The pandemic has sparked strong demand for all kinds of consumer goods, as people cut spending on things like travel and restaurants, tried to make the homes they were squatting in more livable and received relief payments government that made it easier. spend. Many of these products were made overseas.

The result was a massive widening of the U.S. trade deficit, which rose from 2.5% of gross domestic product in the first quarter of 2020 to 4.9% in the first quarter of 2022, according to the Commerce Department. Adjusting for inflation, this has reduced GDP by about 2.5% over the past two years. The only time trade weighed more heavily on GDP growth was in the very different circumstances of the early 1980s, when the US trade deficit with Japan soared.

But the tide is turning. On Tuesday, the Commerce Department announced that the US trade deficit in April was $87.1 billion, seasonally adjusted. That’s a big gap, but not as wide as March’s $107.7 billion. Given the excess inventory issues that many department stores such as Target are currently facing, it seems likely that the trade deficit will narrow further in the coming months as they import less merchandise.

If spending on things like furniture and kitchen appliances starts shifting to services, that will benefit American growth, because most of the services we buy are local – you can’t buy a haircut made in Hanoi.

The shift towards services could hurt US-based producers of goods, but in many cases they could be better insulated than many of their foreign counterparts. Bank of America economists point out that the job recovery in goods-producing industries has been muted – manufacturing employment is still slightly below pre-pandemic levels – while industries working to meet consumer demand , such as warehouses and stores, experienced the strongest acceleration in employment.
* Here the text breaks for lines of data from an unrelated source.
impl Renderer for Log {
    fn put(&mut self, text: &str, cells: usize) {
        self.record(format!("put {} {}", text, cells));
    }

    fn cursor_goto(&mut self, row: u64, col: u64) {
        self.record(format!("goto {} {}", row, col));
    }

    fn mode_change(&mut self, name: &str, mode: Option<&Mode>) {
        self.record(format!("mode {} {}", name, mode.is_some()));
    }

    fn tab_list(&mut self, tabs: &[Tab], active: Option<TabHandle>) {
        let names: Vec<&str> = tabs.iter().map(|t| t.name.as_str()).collect();
        self.record(format!("tabs {:?} {:?}", names, active.map(|h| h.0)));
    }

    fn status(&mut self, message: &str) {
        self.record(format!("status {}", message));
    }

    fn fatal(&mut self, message: &str) {
        self.record(format!("fatal {}", message));
    }

    fn exited(&mut self, _status: Option<ExitStatus>) {
        self.record("exited".to_string());
    }
}

fn redraw(batches: Vec<Value>) -> Envelope {
    Envelope::notification("redraw", batches)
}

/// `[name, [args]...]`
fn batch(name: &str, calls: Vec<Vec<Value>>) -> Value {
    let mut items = vec![Value::from(name)];
    items.extend(calls.into_iter().map(Value::Array));
    Value::Array(items)
}

fn map(entries: Vec<(&str, Value)>) -> Value {
    Value::Map(
        entries
            .into_iter()
            .map(|(k, v)| (Value::from(k), v))
            .collect(),
    )
}

fn api_info(minor: u64) -> Value {
    let version = map(vec![
        ("major", Value::from(0)),
        ("minor", Value::from(minor)),
        ("patch", Value::from(0)),
    ]);
    Value::Array(vec![Value::from(1), map(vec![("version", version)])])
}

fn encode(envelopes: &[Envelope]) -> Vec<u8> {
    envelopes
        .iter()
        .flat_map(|e| e.encode().unwrap().to_vec())
        .collect()
}

fn session(log: &Log) -> Session<Log> {
    Session::new(
        &SessionConfig::default(),
        EventDispatcher::default(),
        log.clone(),
    )
}

// ============================================================================
// Session core
// ============================================================================

#[test]
fn test_chunking_does_not_change_what_is_drawn() {
    let stream = encode(&[
        redraw(vec![
            batch("put", vec![vec![Value::from("h")], vec![Value::from("i")]]),
            batch("cursor_goto", vec![vec![Value::from(2), Value::from(5)]]),
        ]),
        Envelope::response(77, None, Value::Nil),
        redraw(vec![batch(
            "put",
            vec![vec![Value::from("é")], vec![Value::from("!")]],
        )]),
    ]);

    let whole = Log::default();
    session(&whole).feed(&stream);
    assert_eq!(whole.lines(), vec!["put hi 2", "goto 2 5", "put é! 2"]);

    for chunk_size in 1..stream.len() {
        let log = Log::default();
        let mut session = session(&log);
        for chunk in stream.chunks(chunk_size) {
            session.feed(chunk);
        }
        assert_eq!(log.lines(), whole.lines(), "chunk size {}", chunk_size);
    }

    for split in 0..=stream.len() {
        let log = Log::default();
        let mut session = session(&log);
        session.feed(&stream[..split]);
        session.feed(&stream[split..]);
        assert_eq!(log.lines(), whole.lines(), "split at {}", split);
    }
}

#[test]
fn test_batch_dispatches_in_order() {
    let log = Log::default();
    let mut session = session(&log);

    session.feed(&encode(&[redraw(vec![
        batch("put", vec![vec![Value::from("a")]]),
        batch("cursor_goto", vec![vec![Value::from(1), Value::from(0)]]),
        batch("put", vec![vec![Value::from("b")]]),
    ])]));

    assert_eq!(log.lines(), vec!["put a 1", "goto 1 0", "put b 1"]);
}

#[test]
fn test_unknown_response_does_not_disturb_next_message() {
    let log = Log::default();
    let mut session = session(&log);

    session.feed(&encode(&[
        Envelope::response(99, None, Value::from("stray")),
        redraw(vec![batch("put", vec![vec![Value::from("x")]])]),
    ]));

    assert_eq!(log.lines(), vec!["put x 1"]);
    assert_eq!(session.pending_requests(), 0);
}

#[tokio::test]
async fn test_close_cancels_all_pending_requests() {
    let log = Log::default();
    let mut session = session(&log);
    let mut receivers = Vec::new();
    for method in ["nvim_eval", "nvim_command", "nvim_input"] {
        let (completion, rx) = Completion::channel();
        session.call(method, vec![], completion).unwrap();
        receivers.push(rx);
    }
    assert_eq!(session.pending_requests(), 3);

    session.closed(None);

    assert_eq!(session.pending_requests(), 0);
    for rx in receivers {
        assert!(matches!(
            rx.await.unwrap(),
            Err(VimwireError::RequestCancelled(CancelReason::ProcessExited))
        ));
    }
    assert_eq!(log.lines(), vec!["exited"]);
}

#[test]
fn test_mode_info_set_replaces_previous_modes() {
    let log = Log::default();
    let mut session = session(&log);
    let mode_info = |names: &[&str]| {
        let modes = names
            .iter()
            .map(|name| {
                map(vec![
                    ("name", Value::from(*name)),
                    ("cursor_shape", Value::from("block")),
                ])
            })
            .collect();
        batch(
            "mode_info_set",
            vec![vec![Value::from(true), Value::Array(modes)]],
        )
    };

    session.feed(&encode(&[redraw(vec![mode_info(&["visual"])])]));
    assert!(session.modes().lookup("visual").is_some());

    session.feed(&encode(&[redraw(vec![
        mode_info(&["normal", "insert"]),
        batch("mode_change", vec![vec![Value::from("insert"), Value::from(1)]]),
        batch("mode_change", vec![vec![Value::from("visual"), Value::from(2)]]),
    ])]));

    assert_eq!(session.modes().len(), 2);
    assert!(session.modes().lookup("normal").is_some());
    assert!(session.modes().lookup("visual").is_none());
    assert_eq!(log.lines(), vec!["mode insert true", "mode visual false"]);
}

#[test]
fn test_tabline_update_rebuilds_tabs() {
    let log = Log::default();
    let mut session = session(&log);
    let tab = |id: u64, name: &str| map(vec![("tab", Value::from(id)), ("name", Value::from(name))]);

    session.feed(&encode(&[redraw(vec![batch(
        "tabline_update",
        vec![vec![
            Value::from(1),
            Value::Array(vec![tab(1, "main"), tab(2, "help")]),
        ]],
    )])]));

    assert_eq!(session.tabs().len(), 2);
    assert_eq!(session.tabs().active(), Some(TabHandle(1)));
    assert_eq!(log.lines(), vec![r#"tabs ["main", "help"] Some(1)"#]);
}

// ============================================================================
// Driver over a stream
// ============================================================================

/// The editor end of the stream.
struct FakeEditor {
    io: DuplexStream,
    decoder: FrameBuffer,
    received: VecDeque<Envelope>,
}

impl FakeEditor {
    fn new(io: DuplexStream) -> Self {
        Self {
            io,
            decoder: FrameBuffer::new(),
            received: VecDeque::new(),
        }
    }

    /// Next message from the session, or `None` once it closed its side.
    async fn recv(&mut self) -> Option<Envelope> {
        let mut buf = [0u8; 4096];
        while self.received.is_empty() {
            let n = self.io.read(&mut buf).await.unwrap();
            if n == 0 {
                return None;
            }
            for frame in self.decoder.push(&buf[..n]) {
                self.received
                    .push_back(frame.unwrap().into_envelope().unwrap());
            }
        }
        self.received.pop_front()
    }

    async fn expect_request(&mut self, expected: &str) -> (u32, Vec<Value>) {
        match self.recv().await {
            Some(Envelope::Request { id, method, params }) => {
                assert_eq!(method, expected);
                (id, params)
            }
            other => panic!("expected {} request, got {:?}", expected, other),
        }
    }

    async fn send(&mut self, envelopes: &[Envelope]) {
        self.io.write_all(&encode(envelopes)).await.unwrap();
    }

    async fn handshake(&mut self) {
        let (id, _) = self.expect_request("nvim_get_api_info").await;
        self.send(&[Envelope::response(id, None, api_info(4))]).await;
        let (id, params) = self.expect_request("nvim_ui_attach").await;
        assert_eq!(params[0].as_u64(), Some(80));
        assert_eq!(params[1].as_u64(), Some(24));
        self.send(&[Envelope::response(id, None, Value::Nil)]).await;
    }

    /// Wait for the session to close its side, then close ours.
    async fn hang_up(mut self) {
        while self.recv().await.is_some() {}
        drop(self.io);
    }
}

fn connect(builder: vimwire::SessionBuilder, log: &Log) -> (Client, FakeEditor) {
    let (session_io, editor_io) = tokio::io::duplex(64 * 1024);
    let (reader, writer) = tokio::io::split(session_io);
    let client = builder.connect(reader, writer, log.clone()).unwrap();
    (client, FakeEditor::new(editor_io))
}

#[tokio::test]
async fn test_attach_call_and_redraw() {
    let log = Log::default();
    let (client, mut editor) = connect(Client::builder(), &log);
    editor.handshake().await;

    let call = client
        .call("nvim_eval", vec![Value::from("1+1")])
        .await
        .unwrap();
    let (id, params) = editor.expect_request("nvim_eval").await;
    assert_eq!(id, call.id());
    assert_eq!(params, vec![Value::from("1+1")]);

    // The redraw precedes the reply on the wire, so it is drawn by the time
    // the reply arrives.
    editor
        .send(&[
            redraw(vec![batch("put", vec![vec![Value::from("ok")]])]),
            Envelope::response(id, None, Value::from(2)),
        ])
        .await;
    assert_eq!(call.wait_as::<u64>().await.unwrap(), 2);
    assert_eq!(log.lines(), vec!["put ok 1"]);

    client.shutdown().unwrap();
    editor.hang_up().await;
    let report = client.wait_for_exit().await.unwrap();

    assert!(report.attached);
    assert_eq!(report.version.map(|v| v.to_string()), Some("0.4.0".to_string()));
    assert!(report.status.is_none());
    assert_eq!(log.lines().last().map(String::as_str), Some("exited"));
}

#[tokio::test]
async fn test_shutdown_cancels_unanswered_call() {
    let log = Log::default();
    let (client, mut editor) = connect(Client::builder(), &log);
    editor.handshake().await;

    let call = client.call("nvim_eval", vec![]).await.unwrap();
    editor.expect_request("nvim_eval").await;

    client.shutdown().unwrap();
    assert!(matches!(
        call.wait().await,
        Err(VimwireError::RequestCancelled(CancelReason::SessionClosed))
    ));

    // Nothing is accepted once closing.
    let handle = client.handle();
    assert!(matches!(
        handle.notify("nvim_command", vec![]).await,
        Err(VimwireError::SessionClosed)
    ));

    editor.hang_up().await;
    client.wait_for_exit().await.unwrap();
    assert!(handle.is_closed());
}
Factory employment is likely being held back by semiconductor supply issues that continue to plague the auto industry, which is a driver of all manufacturing in the United States. As tokens become more available, car sales may be the most resilient part of spending on goods.

For some countries that export heavily to the United States, the reduction in the trade deficit could weigh on growth. China in particular stands out because it is a major source of consumer products sold in the United States and, unlike Canada and Mexico, is not a major manufacturer of cars and auto parts that travel to the United States. United.

For the United States, a reduction in the trade deficit could prevent the economy from slowing nearly as much as investors fear.